Work instructions
Every line below that has the string "coordinate" adds one to the count. Give that count by itself.

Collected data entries
-----

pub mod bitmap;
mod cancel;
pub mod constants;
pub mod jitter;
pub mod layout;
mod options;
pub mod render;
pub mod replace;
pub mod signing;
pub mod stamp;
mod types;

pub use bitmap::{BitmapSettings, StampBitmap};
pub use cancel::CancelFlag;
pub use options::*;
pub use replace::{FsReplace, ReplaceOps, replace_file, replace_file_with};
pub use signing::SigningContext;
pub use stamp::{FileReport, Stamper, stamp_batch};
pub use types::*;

-----

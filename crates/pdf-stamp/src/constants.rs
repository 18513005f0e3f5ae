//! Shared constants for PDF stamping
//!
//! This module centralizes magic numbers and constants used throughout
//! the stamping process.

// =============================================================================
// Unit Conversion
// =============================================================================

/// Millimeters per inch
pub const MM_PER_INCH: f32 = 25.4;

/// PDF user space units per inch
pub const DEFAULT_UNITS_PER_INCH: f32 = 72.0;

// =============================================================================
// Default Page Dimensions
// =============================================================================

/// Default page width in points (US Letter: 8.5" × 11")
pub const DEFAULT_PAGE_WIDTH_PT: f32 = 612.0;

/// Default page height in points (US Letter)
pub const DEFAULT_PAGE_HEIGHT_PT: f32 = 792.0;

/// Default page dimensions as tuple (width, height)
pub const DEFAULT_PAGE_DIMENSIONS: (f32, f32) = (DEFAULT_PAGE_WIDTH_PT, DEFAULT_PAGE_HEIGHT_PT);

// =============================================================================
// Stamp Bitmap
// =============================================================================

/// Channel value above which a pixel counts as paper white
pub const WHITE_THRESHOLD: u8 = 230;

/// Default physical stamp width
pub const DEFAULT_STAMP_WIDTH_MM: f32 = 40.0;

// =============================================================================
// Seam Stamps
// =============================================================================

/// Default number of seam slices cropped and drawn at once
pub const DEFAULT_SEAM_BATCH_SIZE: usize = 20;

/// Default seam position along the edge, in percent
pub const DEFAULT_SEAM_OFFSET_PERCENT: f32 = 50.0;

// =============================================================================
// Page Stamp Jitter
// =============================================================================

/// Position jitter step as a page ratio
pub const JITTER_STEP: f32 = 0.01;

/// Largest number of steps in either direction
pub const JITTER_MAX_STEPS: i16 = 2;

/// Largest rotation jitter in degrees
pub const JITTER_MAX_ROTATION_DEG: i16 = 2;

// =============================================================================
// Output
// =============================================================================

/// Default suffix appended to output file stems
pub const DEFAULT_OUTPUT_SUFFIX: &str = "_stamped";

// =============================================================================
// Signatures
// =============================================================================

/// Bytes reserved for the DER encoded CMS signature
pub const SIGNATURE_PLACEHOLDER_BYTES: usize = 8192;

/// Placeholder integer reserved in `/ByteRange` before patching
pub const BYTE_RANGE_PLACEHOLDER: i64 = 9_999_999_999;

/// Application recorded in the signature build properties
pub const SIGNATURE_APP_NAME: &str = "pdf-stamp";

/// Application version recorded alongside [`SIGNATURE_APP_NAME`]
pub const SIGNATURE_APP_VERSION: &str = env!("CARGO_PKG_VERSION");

-----

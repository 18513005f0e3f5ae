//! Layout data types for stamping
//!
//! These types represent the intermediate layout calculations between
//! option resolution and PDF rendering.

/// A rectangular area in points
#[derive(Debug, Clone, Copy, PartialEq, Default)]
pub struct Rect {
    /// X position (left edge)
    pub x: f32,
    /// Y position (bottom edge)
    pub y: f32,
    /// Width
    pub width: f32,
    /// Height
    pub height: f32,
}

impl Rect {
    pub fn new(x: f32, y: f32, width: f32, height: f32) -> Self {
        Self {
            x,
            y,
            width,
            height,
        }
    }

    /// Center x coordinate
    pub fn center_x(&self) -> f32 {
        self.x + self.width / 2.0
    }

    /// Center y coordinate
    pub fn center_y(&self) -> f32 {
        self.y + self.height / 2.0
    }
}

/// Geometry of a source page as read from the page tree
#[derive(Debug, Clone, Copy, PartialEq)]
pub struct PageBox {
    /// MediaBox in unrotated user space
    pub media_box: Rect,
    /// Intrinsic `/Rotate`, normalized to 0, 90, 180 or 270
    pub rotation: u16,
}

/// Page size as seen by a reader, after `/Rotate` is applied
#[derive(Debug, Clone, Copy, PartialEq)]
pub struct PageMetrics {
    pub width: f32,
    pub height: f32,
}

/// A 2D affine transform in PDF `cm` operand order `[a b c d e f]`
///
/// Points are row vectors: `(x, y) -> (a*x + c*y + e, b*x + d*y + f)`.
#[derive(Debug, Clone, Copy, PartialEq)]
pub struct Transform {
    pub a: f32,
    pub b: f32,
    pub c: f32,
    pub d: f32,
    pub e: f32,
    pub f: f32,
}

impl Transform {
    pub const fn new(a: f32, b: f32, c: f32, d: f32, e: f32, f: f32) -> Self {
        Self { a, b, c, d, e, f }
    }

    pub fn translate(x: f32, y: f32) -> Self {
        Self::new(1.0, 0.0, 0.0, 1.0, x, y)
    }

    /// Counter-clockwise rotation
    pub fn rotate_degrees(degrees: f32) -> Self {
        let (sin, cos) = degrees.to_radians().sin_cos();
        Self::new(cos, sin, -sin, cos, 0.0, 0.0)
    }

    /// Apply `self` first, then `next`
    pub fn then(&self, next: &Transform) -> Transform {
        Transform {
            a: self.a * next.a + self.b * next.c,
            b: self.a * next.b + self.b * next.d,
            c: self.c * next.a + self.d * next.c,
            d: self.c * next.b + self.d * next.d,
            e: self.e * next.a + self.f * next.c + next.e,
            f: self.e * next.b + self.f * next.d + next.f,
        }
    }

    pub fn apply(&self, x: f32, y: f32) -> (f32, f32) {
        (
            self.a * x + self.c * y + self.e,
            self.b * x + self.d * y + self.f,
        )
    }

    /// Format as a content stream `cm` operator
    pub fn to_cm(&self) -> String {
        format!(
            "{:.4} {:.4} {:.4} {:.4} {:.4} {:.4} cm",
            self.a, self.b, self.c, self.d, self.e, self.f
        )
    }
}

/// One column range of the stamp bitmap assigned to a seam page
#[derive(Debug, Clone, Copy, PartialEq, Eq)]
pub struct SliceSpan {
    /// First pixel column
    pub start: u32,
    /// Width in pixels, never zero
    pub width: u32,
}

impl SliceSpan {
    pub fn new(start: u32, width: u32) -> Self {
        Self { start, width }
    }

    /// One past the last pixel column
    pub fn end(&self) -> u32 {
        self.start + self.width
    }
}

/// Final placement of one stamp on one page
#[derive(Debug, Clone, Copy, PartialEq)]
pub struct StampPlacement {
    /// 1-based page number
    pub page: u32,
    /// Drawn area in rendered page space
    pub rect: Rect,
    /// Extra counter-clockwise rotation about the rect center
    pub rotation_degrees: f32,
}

-----

The answer
2